Fausses pistes et chausses-trappes
Publié à la mémoire de Georges Lambrichs et sous le chapeau d’une phrase de Freud ; « La grande question à laquelle je n’ai jamais trouvé de réponse, malgré trente ans passés à étudier l’âme féminine, est : « Que veut une Femme ? », le roman d’Emmanuel Venet est plus proche de l’esprit du premier que du second. Comme celui-là, il cultive l’art de la synthèse et de l’humour et ce, dès le début du livre avant que l’espoir d’un amour embarque le roman où le fasse dériver du côté de vie après qu’une bonne grand-mère soit enterrée auréolée de parures qu’elle n’a pas forcément méritées : « Je ne comprendrai jamais pourquoi, lors des cérémonies de funérailles, on essaie de nous faire croire qu’il y a une vie après la mort et que le défunt n’avait, de son vivant, que des qualités ». Et l’auteur de préciser : « On me rétorque souvent que je schématise les situations complexes à cause de mon syndrome d’Asperger, mais je me contente de raisonner logiquement, comme chacun devrait s’y astreindre ».

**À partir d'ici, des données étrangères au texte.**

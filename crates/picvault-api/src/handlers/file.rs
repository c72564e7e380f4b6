//! Multipart upload handler.

use axum::Json;
use axum::extract::multipart::{Field, MultipartRejection};
use axum::extract::{Multipart, State};
use axum::http::StatusCode;
use bytes::Bytes;

use picvault_core::error::AppError;
use picvault_core::types::NodeId;
use picvault_entity::node::NodeView;
use picvault_service::UploadParams;

use crate::dto::response::ApiResponse;
use crate::error::ApiResult;
use crate::extractors::AuthUser;
use crate::extractors::path::parse_node_id;
use crate::state::AppState;

/// File part extracted from the form.
struct FilePart {
    file_name: String,
    content_type: Option<String>,
    data: Bytes,
}

/// POST /api/files/upload
///
/// Form fields: `file` (required), `parentId` (optional), `userId`
/// (optional; must equal the token subject when sent).
pub async fn upload_file(
    State(state): State<AppState>,
    auth: AuthUser,
    multipart: Result<Multipart, MultipartRejection>,
) -> ApiResult<(StatusCode, Json<ApiResponse<NodeView>>)> {
    let mut multipart = multipart.map_err(|e| {
        AppError::invalid_argument(format!("Invalid multipart body: {}", e.body_text()))
    })?;
    let mut file: Option<FilePart> = None;
    let mut parent_id: Option<NodeId> = None;
    let mut claimed_owner: Option<String> = None;

    while let Some(field) = multipart.next_field().await.map_err(multipart_error)? {
        let name = field.name().map(str::to_string);
        match name.as_deref() {
            Some("file") => {
                let file_name = field.file_name().unwrap_or_default().to_string();
                let content_type = field.content_type().map(str::to_string);
                let data = field.bytes().await.map_err(multipart_error)?;
                file = Some(FilePart {
                    file_name,
                    content_type,
                    data,
                });
            }
            Some("parentId") => parent_id = parse_parent(&text(field).await?)?,
            Some("userId") => claimed_owner = Some(text(field).await?),
            // Unknown fields are drained and ignored.
            _ => {
                field.bytes().await.map_err(multipart_error)?;
            }
        }
    }

    let file = file.ok_or_else(|| AppError::invalid_argument("Missing 'file' field"))?;

    let node = state
        .upload_service
        .upload(
            &auth,
            UploadParams {
                file_name: file.file_name,
                content_type: file.content_type,
                data: file.data,
                parent_id,
                claimed_owner,
            },
        )
        .await?;

    Ok((StatusCode::CREATED, Json(ApiResponse::ok(node.into()))))
}

async fn text(field: Field<'_>) -> Result<String, AppError> {
    field.text().await.map_err(multipart_error)
}

/// Empty, `null` and `root` all mean the root level.
fn parse_parent(raw: &str) -> Result<Option<NodeId>, AppError> {
    match raw.trim() {
        "" | "null" | "root" => Ok(None),
        id => parse_node_id(id).map(Some),
    }
}

fn multipart_error(e: axum::extract::multipart::MultipartError) -> AppError {
    AppError::invalid_argument(format!("Invalid multipart body: {e}"))
}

L’auteur est a priori peu soucieux de se bercer d’illusions et de se forger des réponses impertinentes à tous ses doutes. Voire… Néanmoins, il commence donc son livre par une suite d’homélies qu’il redresse puisqu’elles ne correspondent en rien à ce qu’étaient certains vivants avant leur mort. Les mécréants restent — grâce à lui — en leur état. Et il en va de même pours les spécialistes des cancans. On lui fait remarquer combien il serait sage d’accepter le jeu de compromis et de concessions qu’exige la vie en société mais rien n’y fait. Son syndrome qui le rapproche de l’idée qu’il se fait du surhomme nietzschéen le rend « asociognosique, c’est-à– dire incapable de se plier à l’arbitraire des conventions et le caractère foncièrement relatif de l’honnêteté ».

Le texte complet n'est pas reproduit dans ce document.